Calgary doctors say lack of access to primary care may be behind low flu vaccination in Alberta

Click to play video: 'Low flu vaccine rates in Alberta may be linked to lack of access to family doctors'
Low flu vaccine rates in Alberta may be linked to lack of access to family doctors
WATCH: Less than a quarter of people living in Alberta have received their flu shot this season. The number of seniors getting vaccinated is well below the target rate, too. As Carolyn Kury de Castillo reports, some medical professional say part of the problem is the lack of family doctors in Alberta. – Feb 2, 2024

Editor’s note: An earlier version of this story misidentified the name of the supportive living facility.
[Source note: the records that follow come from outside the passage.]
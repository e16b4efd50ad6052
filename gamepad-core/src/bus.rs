//! Hand-off between the transport context and the update tick.
//!
//! The transport owns connections and calls [`TransportBus::connect`],
//! [`TransportBus::submit_report`] and [`TransportBus::disconnect`] from its
//! own context. The update tick only reads what the bus publishes, so the two
//! never share a device record.
//!
//! Each slot moves through `Free -> Claimed -> Occupied -> Released -> Free`.
//! Only the tick returns a slot to `Free`, after the disconnect has been
//! observed, so a slot is never reused under a pending disconnect.

use core::cell::RefCell;

use embassy_sync::blocking_mutex::raw::RawMutex;
use embassy_sync::blocking_mutex::Mutex;
use embassy_sync::channel::Channel;
use embassy_sync::signal::Signal;
use heapless::Vec;
use portable_atomic::{AtomicBool, AtomicU8, Ordering};

use crate::device::{DeviceIdentity, TransportHandle, MAX_DESCRIPTOR};
use crate::output::{OutputError, OutputReport, OutputSink};

/// Largest input report accepted from the transport.
pub const MAX_INPUT_REPORT: usize = 128;

/// Output reports queued for the transport across all slots.
pub const OUTBOX_DEPTH: usize = 8;

/// Slot count limit; occupancy is tracked in a 32-bit mask.
pub const MAX_SLOTS: usize = 32;

/// One input report, without the HIDP transaction header.
pub type RawReport = Vec<u8, MAX_INPUT_REPORT>;

const FREE: u8 = 0;
const CLAIMED: u8 = 1;
const OCCUPIED: u8 = 2;
const RELEASED: u8 = 3;

/// Error type for transport-facing and application-facing slot operations.
#[derive(Debug, Clone, Copy, PartialEq, Eq)]
#[cfg_attr(feature = "defmt", derive(defmt::Format))]
pub enum SlotError {
    /// Every slot is taken.
    Exhausted,
    /// Slot index out of range.
    InvalidSlot,
    /// Slot holds no connected device.
    NotConnected,
    /// Input report larger than [`MAX_INPUT_REPORT`].
    ReportTooLong,
}

/// Output report addressed to one connection.
#[derive(Debug, Clone, PartialEq, Eq)]
pub struct OutputCommand {
    pub slot: usize,
    pub handle: TransportHandle,
    /// Report starting with the HIDP output header.
    pub report: OutputReport,
}

struct BusSlot<M: RawMutex> {
    state: AtomicU8,
    identity: Mutex<M, RefCell<DeviceIdentity>>,
    report: Signal<M, RawReport>,
    descriptor_dirty: AtomicBool,
}

impl<M: RawMutex> BusSlot<M> {
    fn new() -> Self {
        Self {
            state: AtomicU8::new(FREE),
            identity: Mutex::new(RefCell::new(DeviceIdentity::default())),
            report: Signal::new(),
            descriptor_dirty: AtomicBool::new(false),
        }
    }

    fn is(&self, state: u8) -> bool {
        self.state.load(Ordering::Acquire) == state
    }
}

/// Slots shared between the transport and [`Gamepads`](crate::Gamepads).
///
/// `M` picks the mutex guarding identities and reports: a
/// `CriticalSectionRawMutex` when the transport runs in an interrupt, a
/// `ThreadModeRawMutex` or `NoopRawMutex` when it shares the executor.
pub struct TransportBus<M: RawMutex, const N: usize> {
    slots: [BusSlot<M>; N],
    outbox: Channel<M, OutputCommand, OUTBOX_DEPTH>,
}

impl<M: RawMutex, const N: usize> TransportBus<M, N> {
    const VALID_SIZE: () = assert!(N > 0 && N <= MAX_SLOTS, "slot count must be 1..=32");

    #[must_use]
    pub fn new() -> Self {
        #[allow(clippy::let_unit_value)]
        let () = Self::VALID_SIZE;
        Self {
            slots: core::array::from_fn(|_| BusSlot::new()),
            outbox: Channel::new(),
        }
    }

    #[inline]
    #[must_use]
    pub const fn capacity(&self) -> usize {
        N
    }

    /// Claim the lowest free slot for a new connection.
    ///
    /// The device becomes visible to the next update tick, which classifies
    /// it and fires the connect callback.
    pub fn connect(&self, identity: DeviceIdentity) -> Result<usize, SlotError> {
        for (index, slot) in self.slots.iter().enumerate() {
            if slot
                .state
                .compare_exchange(FREE, CLAIMED, Ordering::AcqRel, Ordering::Acquire)
                .is_err()
            {
                continue;
            }
            let handle = identity.handle;
            slot.identity.lock(|cell| *cell.borrow_mut() = identity);
            slot.report.reset();
            slot.descriptor_dirty.store(false, Ordering::Relaxed);
            slot.state.store(OCCUPIED, Ordering::Release);
            debug!("bus: handle {} claimed slot {}", handle.0, index);
            return Ok(index);
        }
        warn!("bus: no free slot for handle {}", identity.handle.0);
        Err(SlotError::Exhausted)
    }

    /// Publish the latest input report of a slot, replacing any report the
    /// tick has not consumed yet.
    pub fn submit_report(&self, slot: usize, report: &[u8]) -> Result<(), SlotError> {
        let bus_slot = self.occupied(slot)?;
        let raw = RawReport::from_slice(report).map_err(|_| SlotError::ReportTooLong)?;
        bus_slot.report.signal(raw);
        Ok(())
    }

    /// Replace the report descriptor of a connected device. The tick
    /// re-derives the report layout before decoding the next report.
    pub fn update_descriptor(&self, slot: usize, descriptor: &[u8]) -> Result<(), SlotError> {
        let bus_slot = self.occupied(slot)?;
        bus_slot
            .identity
            .lock(|cell| cell.borrow_mut().set_descriptor(descriptor));
        bus_slot.descriptor_dirty.store(true, Ordering::Release);
        Ok(())
    }

    /// Mark a connection as gone. The next tick fires the disconnect
    /// callback and frees the slot.
    pub fn disconnect(&self, slot: usize) -> Result<(), SlotError> {
        let bus_slot = self.slots.get(slot).ok_or(SlotError::InvalidSlot)?;
        bus_slot
            .state
            .compare_exchange(OCCUPIED, RELEASED, Ordering::AcqRel, Ordering::Acquire)
            .map_err(|_| SlotError::NotConnected)?;
        debug!("bus: slot {} released", slot);
        Ok(())
    }

    /// Slot of the occupied connection with `handle`, if any.
    #[must_use]
    pub fn slot_of(&self, handle: TransportHandle) -> Option<usize> {
        self.slots.iter().position(|slot| {
            slot.is(OCCUPIED) && slot.identity.lock(|cell| cell.borrow().handle == handle)
        })
    }

    /// Next queued output report, if any.
    pub fn take_command(&self) -> Option<OutputCommand> {
        self.outbox.try_receive().ok()
    }

    /// Wait for the next queued output report.
    pub async fn command(&self) -> OutputCommand {
        self.outbox.receive().await
    }

    fn occupied(&self, slot: usize) -> Result<&BusSlot<M>, SlotError> {
        let bus_slot = self.slots.get(slot).ok_or(SlotError::InvalidSlot)?;
        if bus_slot.is(OCCUPIED) {
            Ok(bus_slot)
        } else {
            Err(SlotError::NotConnected)
        }
    }

    /// Bit `i` set when slot `i` holds a live connection.
    pub(crate) fn occupancy(&self) -> u32 {
        self.slots
            .iter()
            .enumerate()
            .filter(|(_, slot)| slot.is(OCCUPIED))
            .fold(0, |mask, (index, _)| mask | (1 << index))
    }

    pub(crate) fn is_released(&self, slot: usize) -> bool {
        self.slots.get(slot).is_some_and(|s| s.is(RELEASED))
    }

    pub(crate) fn identity(&self, slot: usize) -> Option<DeviceIdentity> {
        let bus_slot = self.slots.get(slot)?;
        Some(bus_slot.identity.lock(|cell| cell.borrow().clone()))
    }

    pub(crate) fn take_report(&self, slot: usize) -> Option<RawReport> {
        self.slots.get(slot)?.report.try_take()
    }

    /// Renegotiated descriptor, if one arrived since the last call.
    pub(crate) fn take_descriptor(&self, slot: usize) -> Option<Vec<u8, MAX_DESCRIPTOR>> {
        let bus_slot = self.slots.get(slot)?;
        if !bus_slot.descriptor_dirty.swap(false, Ordering::AcqRel) {
            return None;
        }
        Some(bus_slot.identity.lock(|cell| cell.borrow().descriptor.clone()))
    }

    /// Return a released slot to the pool.
    pub(crate) fn free(&self, slot: usize) {
        let Some(bus_slot) = self.slots.get(slot) else {
            return;
        };
        if bus_slot
            .state
            .compare_exchange(RELEASED, FREE, Ordering::AcqRel, Ordering::Acquire)
            .is_ok()
        {
            bus_slot.report.reset();
            bus_slot.descriptor_dirty.store(false, Ordering::Relaxed);
            bus_slot
                .identity
                .lock(|cell| *cell.borrow_mut() = DeviceIdentity::default());
        }
    }

    pub(crate) fn sink(&self, slot: usize, handle: TransportHandle) -> SlotSink<'_, M, N> {
        SlotSink {
            bus: self,
            slot,
            handle,
        }
    }
}

impl<M: RawMutex, const N: usize> Default for TransportBus<M, N> {
    fn default() -> Self {
        Self::new()
    }
}

/// [`OutputSink`] queuing reports for one connection on the bus outbox.
pub(crate) struct SlotSink<'a, M: RawMutex, const N: usize> {
    bus: &'a TransportBus<M, N>,
    slot: usize,
    handle: TransportHandle,
}

impl<M: RawMutex, const N: usize> OutputSink for SlotSink<'_, M, N> {
    fn send(&mut self, report: &[u8]) -> Result<(), OutputError> {
        let report = OutputReport::from_slice(report).map_err(|_| OutputError::TooLong)?;
        let command = OutputCommand {
            slot: self.slot,
            handle: self.handle,
            report,
        };
        self.bus.outbox.try_send(command).map_err(|_| {
            warn!("bus: outbox full, dropping report for slot {}", self.slot);
            OutputError::Dropped
        })
    }
}

#[cfg(test)]
mod tests {
    use super::*;
    use embassy_sync::blocking_mutex::raw::CriticalSectionRawMutex;

    type Bus = TransportBus<CriticalSectionRawMutex, 4>;

    fn identity(handle: u16) -> DeviceIdentity {
        DeviceIdentity::new(TransportHandle(handle), 0x1234, 0x5678)
    }

    #[test]
    fn test_connect_claims_lowest_free_slot() {
        let bus = Bus::new();
        assert_eq!(bus.connect(identity(10)), Ok(0));
        assert_eq!(bus.connect(identity(11)), Ok(1));
        assert_eq!(bus.connect(identity(12)), Ok(2));
        assert_eq!(bus.occupancy(), 0b0111);

        bus.disconnect(1).unwrap();
        assert_eq!(bus.occupancy(), 0b0101);
        // Released but not yet freed by a tick
        assert_eq!(bus.connect(identity(13)), Ok(3));
        assert_eq!(bus.connect(identity(14)), Err(SlotError::Exhausted));

        bus.free(1);
        assert_eq!(bus.connect(identity(15)), Ok(1));
        assert_eq!(bus.identity(1).map(|id| id.handle), Some(TransportHandle(15)));
    }

    #[test]
    fn test_latest_report_wins() {
        let bus = Bus::new();
        let slot = bus.connect(identity(1)).unwrap();
        bus.submit_report(slot, &[1, 2, 3]).unwrap();
        bus.submit_report(slot, &[4, 5]).unwrap();

        assert_eq!(bus.take_report(slot).as_deref(), Some(&[4u8, 5][..]));
        assert_eq!(bus.take_report(slot), None);
    }

    #[test]
    fn test_operations_on_bad_slots() {
        let bus = Bus::new();
        assert_eq!(bus.submit_report(0, &[1]), Err(SlotError::NotConnected));
        assert_eq!(bus.submit_report(9, &[1]), Err(SlotError::InvalidSlot));
        assert_eq!(bus.disconnect(0), Err(SlotError::NotConnected));
        assert_eq!(bus.disconnect(4), Err(SlotError::InvalidSlot));

        let slot = bus.connect(identity(1)).unwrap();
        let oversized = [0u8; MAX_INPUT_REPORT + 1];
        assert_eq!(bus.submit_report(slot, &oversized), Err(SlotError::ReportTooLong));

        bus.disconnect(slot).unwrap();
        assert_eq!(bus.disconnect(slot), Err(SlotError::NotConnected));
        assert_eq!(bus.submit_report(slot, &[1]), Err(SlotError::NotConnected));
    }

    #[test]
    fn test_descriptor_update_is_taken_once() {
        let bus = Bus::new();
        let slot = bus.connect(identity(1).with_descriptor(&[0x05, 0x01])).unwrap();
        assert_eq!(bus.take_descriptor(slot), None);

        bus.update_descriptor(slot, &[0x05, 0x09]).unwrap();
        assert_eq!(bus.take_descriptor(slot).as_deref(), Some(&[0x05u8, 0x09][..]));
        assert_eq!(bus.take_descriptor(slot), None);
    }

    #[test]
    fn test_slot_of_handle() {
        let bus = Bus::new();
        bus.connect(identity(7)).unwrap();
        let slot = bus.connect(identity(8)).unwrap();
        assert_eq!(bus.slot_of(TransportHandle(8)), Some(slot));
        bus.disconnect(slot).unwrap();
        assert_eq!(bus.slot_of(TransportHandle(8)), None);
    }

    #[test]
    fn test_free_clears_slot() {
        let bus = Bus::new();
        let slot = bus.connect(identity(3)).unwrap();
        bus.submit_report(slot, &[1]).unwrap();
        // Only released slots are freed
        bus.free(slot);
        assert_eq!(bus.occupancy(), 0b0001);

        bus.disconnect(slot).unwrap();
        assert!(bus.is_released(slot));
        bus.free(slot);
        assert!(!bus.is_released(slot));
        assert_eq!(bus.take_report(slot), None);
        assert_eq!(bus.identity(slot), Some(DeviceIdentity::default()));
    }

    #[test]
    fn test_outbox_full_drops() {
        let bus = Bus::new();
        let mut sink = bus.sink(2, TransportHandle(5));
        for _ in 0..OUTBOX_DEPTH {
            sink.send(&[0xA2, 0x01]).unwrap();
        }
        assert_eq!(sink.send(&[0xA2, 0x02]), Err(OutputError::Dropped));

        let command = bus.take_command().unwrap();
        assert_eq!(command.slot, 2);
        assert_eq!(command.handle, TransportHandle(5));
        assert_eq!(&command.report[..], &[0xA2, 0x01]);
    }

    #[test]
    fn test_oversized_output_rejected() {
        let bus = Bus::new();
        let mut sink = bus.sink(0, TransportHandle(1));
        assert_eq!(sink.send(&[0u8; 81]), Err(OutputError::TooLong));
        assert!(bus.take_command().is_none());
    }
}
We regret the error.

Avelina Oderkirk says it was a bad case of the flu and not having a family doctor that started her journey into supportive living.

Last year her symptoms were so bad that she fell and injured her shoulder and now can’t live independently.

“It was bad because at the time I didn’t have a family doctor,” said Oderkirk who now lives at Calgary’s Gilchrist Commons.

“The year before I didn’t have the flu shot.  I had the flu and that’s why I ended up here,” said Oderkirk.   She enjoys the surroundings and the friends she has made at the new Silvera for Seniors facility in northeast Calgary but she wonders what would have been different if she didn’t miss getting vaccinated that year.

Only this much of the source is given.